I'm going, "Buddy, come on. Johnny Cochran couldn't get you out of this. You're in real trouble. You're guilty, man." Call Goldberg and Osborne, bring them all in here. You're guilty, can't get you out. We'll take the facts if you want them, but I'm the judge, this is overwhelming. I can't believe somebody set you up. Your sister didn't come in and color the room and color your teeth and put this thing in your hand.

The First Response: Repression

So what are the things I can do? I'm guilty of these things and I just repress it. I pretend I didn't do it. Proverbs 28:13 - "He who conceals his sin does not prosper, but whoever confesses and renounces them finds mercy."

The Second Response: Regret

Here's the second one: to have regrets. I feel bad that it happened. Turn with me to Mark 10. This is a story that's recorded by all the gospel writers, but I chose Mark 10 because Mark adds in his writing something that the other gospel writers don't.

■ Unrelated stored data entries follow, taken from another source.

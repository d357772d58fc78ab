//! Primitivas numéricas com checagem de estouro.
//!
//! Quantidades vivem em `u128` ([`Wad`]); todo produto intermediário é feito
//! em [`U256`], de modo que `a * b` nunca estoura. O único ponto de falha é o
//! downcast do resultado para `u128` (ou divisão por zero), ambos mapeados para
//! [`AmmErrorCode::Overflow`]. Nenhum caminho usa ponto flutuante.

use super::error::Result;
use super::error_catalog::AmmErrorCode;
use super::types::{Wad, U256};
use crate::amm_err;

#[inline]
pub fn checked_add(a: Wad, b: Wad) -> Result<Wad> {
    a.checked_add(b)
        .ok_or_else(|| amm_err!(AmmErrorCode::Overflow, op => "add", lhs => a, rhs => b))
}

#[inline]
pub fn checked_sub(a: Wad, b: Wad) -> Result<Wad> {
    a.checked_sub(b)
        .ok_or_else(|| amm_err!(AmmErrorCode::Overflow, op => "sub", lhs => a, rhs => b))
}

#[inline]
pub fn mul_u128_to_u256(a: Wad, b: Wad) -> U256 {
    U256::from(a) * U256::from(b)
}

#[inline]
pub fn u256_to_u128_checked(v: U256) -> Result<Wad> {
    if v > U256::from(u128::MAX) {
        Err(amm_err!(AmmErrorCode::Overflow, op => "downcast", value => v))
    } else {
        Ok(v.as_u128())
    }
}

fn ensure_divisor(c: U256) -> Result<()> {
    if c.is_zero() {
        return Err(amm_err!(AmmErrorCode::Overflow, op => "div", divisor => 0));
    }
    Ok(())
}

/// `floor(a * b / c)` com o produto em 256 bits.
pub fn mul_div(a: Wad, b: Wad, c: Wad) -> Result<Wad> {
    let c = U256::from(c);
    ensure_divisor(c)?;
    u256_to_u128_checked(mul_u128_to_u256(a, b) / c)
}

/// `ceil(a * b / c)` com o produto em 256 bits.
pub fn mul_div_ceil(a: Wad, b: Wad, c: Wad) -> Result<Wad> {
    let c = U256::from(c);
    ensure_divisor(c)?;
    let n = mul_u128_to_u256(a, b);
    let q = n / c;
    let q = if (n % c).is_zero() { q } else { q + U256::one() };
    u256_to_u128_checked(q)
}

/// `floor(sqrt(n))` por Newton com truncamento inteiro.
pub fn integer_sqrt_u256(n: U256) -> U256 {
    if n.is_zero() {
        return U256::zero();
    }
    // chute inicial >= sqrt(n): 2^ceil(bits/2)
    let mut x = U256::one() << ((n.bits() + 1) / 2);
    loop {
        let y = (x + n / x) >> 1;
        if y >= x {
            return x;
        }
        x = y;
    }
}

/// `floor(sqrt(n))` para `u128`.
pub fn integer_sqrt(n: Wad) -> Wad {
    // sqrt(u128::MAX) < 2^64, então o downcast é sempre seguro
    integer_sqrt_u256(U256::from(n)).low_u128()
}

/// `floor(sqrt(a * b))` sem estouro; usado no mint inicial.
pub fn sqrt_product(a: Wad, b: Wad) -> Wad {
    // sqrt(a*b) <= max(a, b) <= u128::MAX
    integer_sqrt_u256(mul_u128_to_u256(a, b)).low_u128()
}

/// Divisão com arredondamento *nearest (ties-to-even)* em U256 → U256.
pub fn div_nearest_even_u256(n: U256, d: U256) -> Result<U256> {
    ensure_divisor(d)?;
    let q = n / d;
    let r = n % d;
    let two_r = r << 1;
    if two_r < d {
        return Ok(q);
    }
    if two_r > d {
        return Ok(q + U256::one());
    }
    // empate: arredonda para o par
    if q.bit(0) {
        Ok(q + U256::one())
    } else {
        Ok(q)
    }
}

/// Versão que retorna u128 (com checagem de overflow no downcast).
pub fn div_nearest_even_u256_to_u128(n: U256, d: U256) -> Result<Wad> {
    div_nearest_even_u256(n, d).and_then(u256_to_u128_checked)
}
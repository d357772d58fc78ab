use anyhow::Result;
use opentelemetry::{metrics::Counter, KeyValue};
use std::sync::Arc;
use std::time::Instant;
use tracing::info;

use dex_core::amm::{AccountId, Amm, AmmConfig, Asset, EventSink, InMemoryLedger, PoolEvent, TracingSink, WAD};
use dex_core::telemetry;

/// Loga via `TracingSink` e conta o evento no meter do processo.
struct CountingSink {
    events: Counter<u64>,
}

impl EventSink for CountingSink {
    fn emit(&self, event: &PoolEvent) {
        TracingSink.emit(event);
        self.events.add(1, &[KeyValue::new("event", event.name())]);
    }
}

#[tokio::main]
async fn main() -> Result<()> {
    let tel = telemetry::init("dex-core")?;

    let config = AmmConfig::from_env()?;
    let ledger = Arc::new(InMemoryLedger::new());
    let alice = AccountId::from("alice");
    let bob = AccountId::from("bob");
    ledger.mint(Asset::A, &alice, 1_000 * WAD);
    ledger.mint(Asset::B, &alice, 1_000 * WAD);
    ledger.mint(Asset::A, &bob, 100 * WAD);

    let sink = CountingSink { events: tel.pool_events.clone() };
    let amm = Amm::with_sink(config, Arc::clone(&ledger), sink)?;

    let span = telemetry::make_info_span("demo", 0, "amm_demo");
    let _guard = span.enter();

    let shares = amm.add_liquidity(&alice, 100 * WAD, 200 * WAD)?;
    info!(shares = %shares, price = %amm.get_price()?, "pool inicializado");

    for i in 1..=3u32 {
        let t0 = Instant::now();
        let out = amm.swap_a_for_b(&bob, 10 * WAD)?;
        tel.swap_latency_ms.record(
            t0.elapsed().as_secs_f64() * 1000.0,
            &[KeyValue::new("direction", "A->B")],
        );
        let (reserve_a, reserve_b) = amm.get_reserves();
        info!(round = i, amount_out = %out, reserve_a = %reserve_a, reserve_b = %reserve_b, "swap");
    }

    let (amount_a, amount_b) = amm.remove_liquidity(&alice, shares)?;
    info!(amount_a = %amount_a, amount_b = %amount_b, "liquidez resgatada");

    let snapshot = amm.snapshot();
    info!(
        total_shares = %snapshot.total_shares,
        k = %snapshot.k,
        fee_bps = snapshot.fee_bps,
        "estado final"
    );

    drop(_guard);
    tel.shutdown();
    Ok(())
}
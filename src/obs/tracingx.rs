use tracing_subscriber::EnvFilter;

/// `RUST_LOG` quando definido, senão `info`.
pub fn filter_from_env() -> EnvFilter {
    EnvFilter::try_from_default_env().unwrap_or_else(|_| EnvFilter::new("info"))
}
impl<L: TokenLedger, S: EventSink> Amm<L, S> {
    pub fn with_sink(config: AmmConfig, token_ledger: L, sink: S) -> Result<Self> {
        let engine = SwapEngine::new(config.fee_bps())?;
        Ok(Self {
            config,
            engine,
            token_ledger,
            sink,
            state: Mutex::new(PoolState::default()),
            #[cfg(test)]
            shrink_k_on_next_swap: std::sync::atomic::AtomicBool::new(false),
        })
    }

    pub fn config(&self) -> AmmConfig {
        self.config
    }

    pub fn token_ledger(&self) -> &L {
        &self.token_ledger
    }

    // ---------------- escrita ----------------

    /// Deposita `(amount_a, amount_b)` e devolve as shares mintadas.
    pub fn add_liquidity(&self, provider: &AccountId, amount_a: Wad, amount_b: Wad) -> Result<Wad> {
        let span = info_span!(
            "amm.add_liquidity",
            provider = %provider,
            amount_a = %amount_a,
            amount_b = %amount_b
        );
        let _guard = span.enter();
        let result = wrap::time("add_liquidity", || self.add_liquidity_inner(provider, amount_a, amount_b));
        observe("add_liquidity", result)
    }

    fn add_liquidity_inner(&self, provider: &AccountId, amount_a: Wad, amount_b: Wad) -> Result<Wad> {
        ensure_nonzero("amount_a", amount_a)?;
        ensure_nonzero("amount_b", amount_b)?;
        let mut state = self.lock_for_write()?;
        let checkpoint = state.checkpoint(provider);

        let result = state.deposit(provider, amount_a, amount_b).and_then(|minted| {
            self.settle(&[
                Leg::inbound(Asset::A, provider, amount_a),
                Leg::inbound(Asset::B, provider, amount_b),
            ])?;
            Ok(minted)
        });
        let minted = match result {
            Ok(minted) => minted,
            Err(err) => {
                state.restore(checkpoint);
                return Err(err);
            }
        };

        debug!(
            shares_minted = %minted,
            total_shares = %state.ledger.total_shares(),
            reserve_a = %state.reserves.snapshot().a,
            reserve_b = %state.reserves.snapshot().b,
            "liquidez adicionada"
        );
        self.sink.emit(&PoolEvent::LiquidityAdded {
            provider: provider.clone(),
            amount_a,
            amount_b,
            shares_minted: minted,
        });
        Ok(minted)
    }

    /// Queima `share_amount` shares e paga ao provedor a parte proporcional.
    pub fn remove_liquidity(&self, provider: &AccountId, share_amount: Wad) -> Result<(Wad, Wad)> {
        let span = info_span!("amm.remove_liquidity", provider = %provider, share_amount = %share_amount);
        let _guard = span.enter();
        let result = wrap::time("remove_liquidity", || self.remove_liquidity_inner(provider, share_amount));
        observe("remove_liquidity", result)
    }

    fn remove_liquidity_inner(&self, provider: &AccountId, share_amount: Wad) -> Result<(Wad, Wad)> {
        ensure_nonzero("share_amount", share_amount)?;
        let mut state = self.lock_for_write()?;
        let checkpoint = state.checkpoint(provider);

        let result = state.withdraw(provider, share_amount).and_then(|(amount_a, amount_b)| {
            self.settle(&[
                Leg::outbound(Asset::A, provider, amount_a),
                Leg::outbound(Asset::B, provider, amount_b),
            ])?;
            Ok((amount_a, amount_b))
        });
        let (amount_a, amount_b) = match result {
            Ok(amounts) => amounts,
            Err(err) => {
                state.restore(checkpoint);
                return Err(err);
            }
        };

        debug!(
            amount_a = %amount_a,
            amount_b = %amount_b,
            total_shares = %state.ledger.total_shares(),
            "liquidez removida"
        );
        self.sink.emit(&PoolEvent::LiquidityRemoved {
            provider: provider.clone(),
            amount_a,
            amount_b,
            shares_burned: share_amount,
        });
        Ok((amount_a, amount_b))
    }

    /// Vende `amount_in` de A por B; devolve `amount_out`.
    pub fn swap_a_for_b(&self, trader: &AccountId, amount_in: Wad) -> Result<Wad> {
        self.swap_exact_in(trader, Direction::AToB, amount_in, 0)
            .map(|outcome| outcome.amount_out)
    }

    /// Vende `amount_in` de B por A; devolve `amount_out`.
    pub fn swap_b_for_a(&self, trader: &AccountId, amount_in: Wad) -> Result<Wad> {
        self.swap_exact_in(trader, Direction::BToA, amount_in, 0)
            .map(|outcome| outcome.amount_out)
    }

    /// Swap com input exato e saída mínima aceita.
    pub fn swap_exact_in(
        &self,
        trader: &AccountId,
        direction: Direction,
        amount_in: Wad,
        min_amount_out: Wad,
    ) -> Result<SwapOutcome> {
        let span = info_span!(
            "amm.swap",
            trader = %trader,
            direction = %direction,
            amount_in = %amount_in,
            min_amount_out = %min_amount_out
        );
        let _guard = span.enter();
        let result = wrap::time("swap", || self.swap_inner(trader, direction, amount_in, min_amount_out));
        observe("swap", result)
    }

    fn swap_inner(
        &self,
        trader: &AccountId,
        direction: Direction,
        amount_in: Wad,
        min_amount_out: Wad,
    ) -> Result<SwapOutcome> {
        ensure_nonzero("amount_in", amount_in)?;
        let mut state = self.lock_for_write()?;
        let reserves_before = state.reserves;

        let quote = self.engine.quote(direction, amount_in, reserves_before.snapshot())?;
        if quote.amount_out < min_amount_out {
            return Err(amm_err!(
                AmmErrorCode::SlippageExceeded,
                amount_out => quote.amount_out,
                min_amount_out => min_amount_out,
            ));
        }

        #[cfg(test)]
        let quote = self.tampered(quote);

        let outcome = match self.engine.commit(quote, &mut state.reserves) {
            Ok(outcome) => outcome,
            Err(err) if err.code == AmmErrorCode::InvariantViolated => {
                state.reserves = reserves_before;
                state.halted = true;
                error!(error = %err.to_log_json(), "instância parada");
                return Err(err);
            }
            Err(err) => return Err(err),
        };

        if let Err(err) = self.settle(&[
            Leg::inbound(direction.asset_in(), trader, amount_in),
            Leg::outbound(direction.asset_out(), trader, outcome.amount_out),
        ]) {
            state.reserves = reserves_before;
            return Err(err);
        }

        wrap::record_k_growth(outcome.reserves_before, outcome.reserves_after);
        debug!(
            amount_out = %outcome.amount_out,
            reserve_a = %outcome.reserves_after.a,
            reserve_b = %outcome.reserves_after.b,
            "swap executado"
        );
        self.sink.emit(&PoolEvent::Swap {
            trader: trader.clone(),
            direction,
            amount_in,
            amount_out: outcome.amount_out,
        });
        Ok(outcome)
    }

    // ---------------- leitura ----------------

    pub fn get_reserves(&self) -> (Wad, Wad) {
        let reserves = self.read().reserves.snapshot();
        (reserves.a, reserves.b)
    }

    /// Preço de A em B (WAD); 0 sem liquidez.
    pub fn get_price(&self) -> Result<Wad> {
        pricing::get_price(self.read().reserves.snapshot())
    }

    pub fn total_liquidity(&self) -> Wad {
        self.read().ledger.total_shares()
    }

    /// Saldos de LP por provedor, em ordem de `AccountId`.
    pub fn providers(&self) -> Vec<(AccountId, Wad)> {
        self.read()
            .ledger
            .providers()
            .map(|(id, shares)| (id.clone(), shares))
            .collect()
    }

    pub fn liquidity(&self, provider: &AccountId) -> Wad {
        self.read().ledger.balance_of(provider)
    }

    /// Saída de um swap hipotético; pura, não lê o estado do pool.
    pub fn get_amount_out(&self, amount_in: Wad, reserve_in: Wad, reserve_out: Wad) -> Result<Wad> {
        self.engine.compute_amount_out(amount_in, reserve_in, reserve_out)
    }

    /// Menor input para obter `amount_out`; pura, não lê o estado do pool.
    pub fn get_amount_in(&self, amount_out: Wad, reserve_in: Wad, reserve_out: Wad) -> Result<Wad> {
        self.engine.compute_amount_in(amount_out, reserve_in, reserve_out)
    }

    pub fn quote_swap(&self, direction: Direction, amount_in: Wad) -> Result<SwapOutcome> {
        self.engine.quote(direction, amount_in, self.read().reserves.snapshot())
    }

    pub fn quote_add_liquidity(&self, amount_a: Wad, amount_b: Wad) -> Result<Wad> {
        let state = self.read();
        shares_for_deposit(amount_a, amount_b, state.reserves.snapshot(), state.ledger.total_shares())
    }

    pub fn quote_remove_liquidity(&self, share_amount: Wad) -> Result<(Wad, Wad)> {
        let state = self.read();
        amounts_for_burn(share_amount, state.reserves.snapshot(), state.ledger.total_shares())
    }

    pub fn snapshot(&self) -> PoolSnapshot {
        let state = self.read();
        let reserves = state.reserves.snapshot();
        PoolSnapshot {
            reserves,
            total_shares: state.ledger.total_shares(),
            k: reserves.k(),
            fee_bps: self.config.fee_bps(),
            halted: state.halted,
        }
    }

    pub fn is_halted(&self) -> bool {
        self.state.is_poisoned() || self.read().halted
    }

    // ---------------- internos ----------------

    /// Deixa o lado de entrada como estava: `k'` cai pelo `amount_out`.
    #[cfg(test)]
    fn tampered(&self, mut outcome: SwapOutcome) -> SwapOutcome {
        use std::sync::atomic::Ordering;
        if self.shrink_k_on_next_swap.swap(false, Ordering::SeqCst) {
            let (before, after) = (outcome.reserves_before, outcome.reserves_after);
            outcome.reserves_after = match outcome.direction {
                Direction::AToB => Reserves::new(before.a, after.b),
                Direction::BToA => Reserves::new(after.a, before.b),
            };
        }
        outcome
    }

    fn lock_for_write(&self) -> Result<MutexGuard<'_, PoolState>> {
        let state = self
            .state
            .lock()
            .map_err(|_| amm_err!(AmmErrorCode::EngineHalted, { "cause" => "poisoned" }))?;
        if state.halted {
            return Err(amm_err!(AmmErrorCode::EngineHalted));
        }
        Ok(state)
    }

    /// Leituras seguem possíveis mesmo com a instância parada.
    fn read(&self) -> MutexGuard<'_, PoolState> {
        self.state.lock().unwrap_or_else(|poisoned| poisoned.into_inner())
    }

    fn execute(&self, leg: Leg<'_>) -> Result<()> {
        let outcome = match leg.kind {
            LegKind::In => self.token_ledger.transfer_in(leg.asset, leg.account, leg.amount),
            LegKind::Out => self.token_ledger.transfer_out(leg.asset, leg.account, leg.amount),
        };
        outcome.map_err(|rejected| {
            amm_err!(
                AmmErrorCode::TransferFailed,
                asset => leg.asset,
                account => leg.account,
                amount => leg.amount,
                reason => rejected.reason,
            )
        })
    }

    /// Executa as pernas em ordem; numa recusa, desfaz as anteriores.
    fn settle(&self, legs: &[Leg<'_>]) -> Result<()> {
        for (idx, leg) in legs.iter().enumerate() {
            if leg.amount == 0 {
                continue;
            }
            if let Err(err) = self.execute(*leg) {
                for done in legs[..idx].iter().rev().filter(|l| l.amount > 0) {
                    if let Err(comp) = self.execute(done.reversed()) {
                        error!(error = %comp.to_log_json(), "compensação de transferência falhou");
                    }
                }
                return Err(err);
            }
        }
        Ok(())
    }
}
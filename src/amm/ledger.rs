//! Colaborador externo de transferência de tokens.
//!
//! O motor não move saldos: pede ao [`TokenLedger`] para puxar o input do
//! chamador (`transfer_in`) e pagar a saída (`transfer_out`). Cada chamada é
//! atômica do lado do ledger e responde sucesso ou recusa.

use core::fmt;
use std::collections::HashMap;
use std::sync::atomic::{AtomicBool, Ordering};
use std::sync::Mutex;

use super::types::{AccountId, Asset, Wad};

/// Recusa de uma transferência pelo ledger.
#[derive(Clone, Debug, PartialEq, Eq)]
pub struct TransferRejected {
    pub reason: String,
}

impl TransferRejected {
    pub fn new(reason: impl Into<String>) -> Self {
        Self { reason: reason.into() }
    }
}

impl fmt::Display for TransferRejected {
    fn fmt(&self, f: &mut fmt::Formatter<'_>) -> fmt::Result {
        write!(f, "transferência recusada: {}", self.reason)
    }
}

impl std::error::Error for TransferRejected {}

pub type TransferResult = std::result::Result<(), TransferRejected>;

/// Ledger de tokens consumido pelo motor.
pub trait TokenLedger {
    /// Move `amount` de `from` para a custódia do pool.
    fn transfer_in(&self, asset: Asset, from: &AccountId, amount: Wad) -> TransferResult;
    /// Move `amount` da custódia do pool para `to`.
    fn transfer_out(&self, asset: Asset, to: &AccountId, amount: Wad) -> TransferResult;
}

impl<L: TokenLedger + ?Sized> TokenLedger for std::sync::Arc<L> {
    fn transfer_in(&self, asset: Asset, from: &AccountId, amount: Wad) -> TransferResult {
        (**self).transfer_in(asset, from, amount)
    }

    fn transfer_out(&self, asset: Asset, to: &AccountId, amount: Wad) -> TransferResult {
        (**self).transfer_out(asset, to, amount)
    }
}

/// Ledger em memória: saldos por (ativo, conta) e uma conta de custódia do pool.
///
/// Útil para testes e para o binário de demonstração. `fail_transfers_of`
/// permite simular recusas de um ativo específico.
#[derive(Debug, Default)]
pub struct InMemoryLedger {
    balances: Mutex<HashMap<(Asset, AccountId), Wad>>,
    reject_a: AtomicBool,
    reject_b: AtomicBool,
}

impl InMemoryLedger {
    pub const POOL_ACCOUNT: &'static str = "__pool__";

    pub fn new() -> Self {
        Self::default()
    }

    fn pool() -> AccountId {
        AccountId::from(Self::POOL_ACCOUNT)
    }

    fn reject_flag(&self, asset: Asset) -> &AtomicBool {
        match asset {
            Asset::A => &self.reject_a,
            Asset::B => &self.reject_b,
        }
    }

    /// Credita saldo novo (faucet).
    pub fn mint(&self, asset: Asset, to: &AccountId, amount: Wad) {
        let mut balances = self.balances.lock().unwrap_or_else(|p| p.into_inner());
        let entry = balances.entry((asset, to.clone())).or_insert(0);
        *entry = entry.saturating_add(amount);
    }

    pub fn balance_of(&self, asset: Asset, account: &AccountId) -> Wad {
        let balances = self.balances.lock().unwrap_or_else(|p| p.into_inner());
        balances.get(&(asset, account.clone())).copied().unwrap_or(0)
    }

    /// Saldo custodiado pelo pool.
    pub fn pool_balance(&self, asset: Asset) -> Wad {
        self.balance_of(asset, &Self::pool())
    }

    /// Liga/desliga recusa de todas as transferências de `asset`.
    pub fn fail_transfers_of(&self, asset: Asset, fail: bool) {
        self.reject_flag(asset).store(fail, Ordering::SeqCst);
    }

    fn move_balance(&self, asset: Asset, from: &AccountId, to: &AccountId, amount: Wad) -> TransferResult {
        if self.reject_flag(asset).load(Ordering::SeqCst) {
            return Err(TransferRejected::new(format!("ativo {asset} bloqueado")));
        }
        let mut balances = self.balances.lock().unwrap_or_else(|p| p.into_inner());
        let from_balance = balances.get(&(asset, from.clone())).copied().unwrap_or(0);
        if from_balance < amount {
            return Err(TransferRejected::new(format!(
                "saldo insuficiente de {asset} em {from}: {from_balance} < {amount}"
            )));
        }
        let to_balance = balances.get(&(asset, to.clone())).copied().unwrap_or(0);
        let credited = to_balance
            .checked_add(amount)
            .ok_or_else(|| TransferRejected::new(format!("overflow no saldo de {to}")))?;
        balances.insert((asset, from.clone()), from_balance - amount);
        balances.insert((asset, to.clone()), credited);
        Ok(())
    }
}

impl TokenLedger for InMemoryLedger {
    fn transfer_in(&self, asset: Asset, from: &AccountId, amount: Wad) -> TransferResult {
        self.move_balance(asset, from, &Self::pool(), amount)
    }

    fn transfer_out(&self, asset: Asset, to: &AccountId, amount: Wad) -> TransferResult {
        self.move_balance(asset, &Self::pool(), to, amount)
    }
}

Mark 10:17 - the rich young ruler comes to Him: "Good teacher, what should I do to inherit eternal life?" Jesus answers, verse 19, "Don't you know the commandments? Do not murder, do not commit adultery, do not steal, do not bear false witness, do not defraud, honor your father and mother." He said to Him, "Teacher, I've kept all these things all my life."

The Problem with the Rich Young Ruler

So he comes and says, "What do I have to do" - in our context, let's say, get into heaven, experience eternal life. Jesus gives him the commandments. His response was, "That's great, because I've kept all those." Now, this is a tense moment, because we know the law wasn't given for us to keep, to earn a way to heaven, but as a tutor, to point out to us how sinful we are. That's why in the Sermon on the Mount, Jesus expands it. "You heard me say, 'Don't commit adultery,' and they're going, 'I've never slept with somebody else,' but if you've ever looked and lusted in your heart, that's what..."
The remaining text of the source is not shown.